Is the human world bad? I can't tell, because Celestia goes out of her way to compliment the narrator and how he took care of Dashie out of the goodness of his heart. Is it because humans aren't allowed to exist in the pony realm? If that was the case, then why does Celestia sympathize with the person so much that she allows him to retain the memories of his and Dashie's time together? That's not a blessing; that's grounds for psychological torment. I don't care if the narrator plays it off at the end, he's in the same lonely, destitute, cynical situation that he was in at the start of the fic, and in place of the one joy in his life is the memories of a companion he will never again commune with, like some mental sepulcher memorial to something that will forever be missing in his life.

I'd almost wish the narrator did have his mind erased, and then he would have discovered the note that Dashie left, and then thought “What the hell is this nonsense?” and then tossed the scrap of paper away like it was garbage. He wouldn't have known any better, but we—the marsupial alumni—would be left with a sense of dread and tragic ennui, for we have the power to read beyond the boundaries of what is explicitly given to us. But that's not the sort of device this story decided to use. Instead, everything feels... well... forced. It's sad just because. “You see the sad tag, right? This is a sad fic. Read it. It's totally sad, bro. For legit.”

However, it's not entirely fair to judge all of MLD from its ending alone. After all, I wouldn't know anything about that style of analysis, now would I? Fair enough.

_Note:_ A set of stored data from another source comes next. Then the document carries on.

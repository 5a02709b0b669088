//! Two-level response cache
//!
//! Tier 1 is an in-process LRU with a read-time TTL. Tier 2 is an optional
//! shared store consulted only by [`ResponseCache::get_async`]; its hits are
//! promoted into tier 1. Keys are SHA-256 digests of the canonical URL.

mod canonical;
mod shared;

pub use canonical::{cache_key, normalize_url};
#[cfg(feature = "redis-backend")]
pub use shared::RedisCache;
pub use shared::SharedCache;

use log::{debug, trace, warn};
use lru::LruCache;
use parking_lot::{Mutex, RwLock};
use serde::{Deserialize, Serialize};
use std::num::NonZeroUsize;
use std::sync::{Arc, Weak};
use std::time::{Duration, Instant};
use tokio::task::JoinHandle;

use crate::fetch_types::{FetchMethod, FetchResult};
use crate::utils::constants::{CACHE_MAX_ENTRIES, CACHE_TTL};

/// What is stored per URL: the result and the tier that produced it
#[derive(Debug, Clone, PartialEq, Eq, Serialize, Deserialize)]
pub struct CachedFetch {
    pub result: FetchResult,
    pub method: FetchMethod,
}

#[derive(Debug)]
struct Entry {
    value: CachedFetch,
    stored_at: Instant,
}

pub struct ResponseCache {
    entries: Mutex<LruCache<String, Entry>>,
    ttl: RwLock<Duration>,
    shared: Option<Arc<dyn SharedCache>>,
}

impl std::fmt::Debug for ResponseCache {
    fn fmt(&self, f: &mut std::fmt::Formatter<'_>) -> std::fmt::Result {
        f.debug_struct("ResponseCache")
            .field("len", &self.len())
            .field("ttl", &self.ttl())
            .field("shared", &self.shared.is_some())
            .finish()
    }
}

impl Default for ResponseCache {
    fn default() -> Self {
        Self::new(CACHE_MAX_ENTRIES, CACHE_TTL)
    }
}

impl ResponseCache {
    /// Tier-1 only cache; a zero capacity is raised to one
    #[must_use]
    pub fn new(capacity: usize, ttl: Duration) -> Self {
        let capacity = NonZeroUsize::new(capacity).unwrap_or(NonZeroUsize::MIN);
        Self {
            entries: Mutex::new(LruCache::new(capacity)),
            ttl: RwLock::new(ttl),
            shared: None,
        }
    }

    #[must_use]
    pub fn with_shared(mut self, shared: Arc<dyn SharedCache>) -> Self {
        self.shared = Some(shared);
        self
    }

    #[must_use]
    pub fn has_shared_tier(&self) -> bool {
        self.shared.is_some()
    }

    /// Tier-1 lookup. A hit becomes most recently used; an expired entry is
    /// evicted and reported as a miss.
    #[must_use]
    pub fn get(&self, url: &str) -> Option<CachedFetch> {
        self.get_by_key(&cache_key(url))
    }

    fn get_by_key(&self, key: &str) -> Option<CachedFetch> {
        let ttl = self.ttl();
        let mut entries = self.entries.lock();
        let expired = match entries.get(key) {
            None => return None,
            Some(entry) => entry.stored_at.elapsed() >= ttl,
        };
        if expired {
            entries.pop(key);
            trace!("Cache entry {key} expired");
            return None;
        }
        entries.get(key).map(|entry| entry.value.clone())
    }

    /// Tier 1, then tier 2 (promoting a hit into tier 1)
    pub async fn get_async(&self, url: &str) -> Option<CachedFetch> {
        let key = cache_key(url);
        if let Some(hit) = self.get_by_key(&key) {
            return Some(hit);
        }

        let shared = self.shared.as_ref()?;
        let raw = shared.get(&key).await?;
        match serde_json::from_str::<CachedFetch>(&raw) {
            Ok(value) => {
                debug!("Shared cache hit for {url}, promoting");
                self.insert(key, value.clone());
                Some(value)
            }
            Err(e) => {
                warn!("Discarding undecodable shared cache entry for {url}: {e}");
                None
            }
        }
    }

    /// Store in tier 1 and, when configured, tier 2
    pub async fn set(&self, url: &str, value: CachedFetch) {
        let key = cache_key(url);
        let encoded = self
            .shared
            .as_ref()
            .map(|_| serde_json::to_string(&value));
        self.insert(key.clone(), value);

        if let (Some(shared), Some(encoded)) = (self.shared.as_ref(), encoded) {
            match encoded {
                Ok(json) => shared.set(&key, json).await,
                Err(e) => warn!("Failed to encode cache entry for {url}: {e}"),
            }
        }
    }

    fn insert(&self, key: String, value: CachedFetch) {
        let evicted = self.entries.lock().push(
            key.clone(),
            Entry {
                value,
                stored_at: Instant::now(),
            },
        );
        if let Some((old_key, _)) = evicted {
            if old_key != key {
                trace!("Cache full, evicted {old_key}");
            }
        }
    }

    /// Drop every tier-1 entry
    pub fn clear(&self) {
        self.entries.lock().clear();
    }

    /// Change the tier-1 TTL; applies to entries already stored
    pub fn set_ttl(&self, ttl: Duration) {
        *self.ttl.write() = ttl;
    }

    #[must_use]
    pub fn ttl(&self) -> Duration {
        *self.ttl.read()
    }

    #[must_use]
    pub fn len(&self) -> usize {
        self.entries.lock().len()
    }

    #[must_use]
    pub fn is_empty(&self) -> bool {
        self.len() == 0
    }

    /// Remove expired tier-1 entries; returns how many went
    pub fn purge_expired(&self) -> usize {
        let ttl = self.ttl();
        let mut entries = self.entries.lock();
        let expired: Vec<String> = entries
            .iter()
            .filter(|(_, entry)| entry.stored_at.elapsed() >= ttl)
            .map(|(key, _)| key.clone())
            .collect();
        for key in &expired {
            entries.pop(key);
        }
        expired.len()
    }

    /// Sweep expired entries every `interval` until the cache is dropped.
    ///
    /// Reads already evict expired entries; this only bounds memory held by
    /// entries nobody asks for again.
    pub fn start_cleanup_task(self: &Arc<Self>, interval: Duration) -> JoinHandle<()> {
        let cache: Weak<Self> = Arc::downgrade(self);
        tokio::spawn(async move {
            let mut ticker = tokio::time::interval(interval);
            ticker.tick().await;
            loop {
                ticker.tick().await;
                let Some(cache) = cache.upgrade() else {
                    break;
                };
                let purged = cache.purge_expired();
                if purged > 0 {
                    debug!("Cache sweep removed {purged} expired entries");
                }
            }
        })
    }
}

Whelp, this fic does the absolute opposite of what I want to accomplish in literature. Namely, it is all about telling instead of showing. Now, as much as I get a word!boner over showing in stories, I can't put down telling completely. As long as the narrative is consistent and confident in the manner in which it gives us a story, then it's quite possible to make something interesting with even a telling technique. All throughout, I felt as though I was being told the story by someone, as if we were sitting in the same room and having an intimate conversation. I say this as a tongue-and-cheek way of excusing the fact that the story switches from present tense to past tense and back to present a lot, and I mean a whole freakin' lot. It's almost as if the story is casually written in someone's journal, and the author can't decide between sharing his present-day feelings or relaying a historical account. Heck, I almost wish the author had gone for a journal entry style of writing, because the story is ripe with that sort of deep-seeded intimacy and sincerity, and most of the segments are separated by time jumps. Also, journal writing makes the whole account inescapably subjective, so that you can kind of forgive breaks in tense or grammatical burps or what not. I should know; I used the technique as a lazy crutch all throughout that pretentious, stupidly long, ridiculously repetitive fanfic you all seem to like so much.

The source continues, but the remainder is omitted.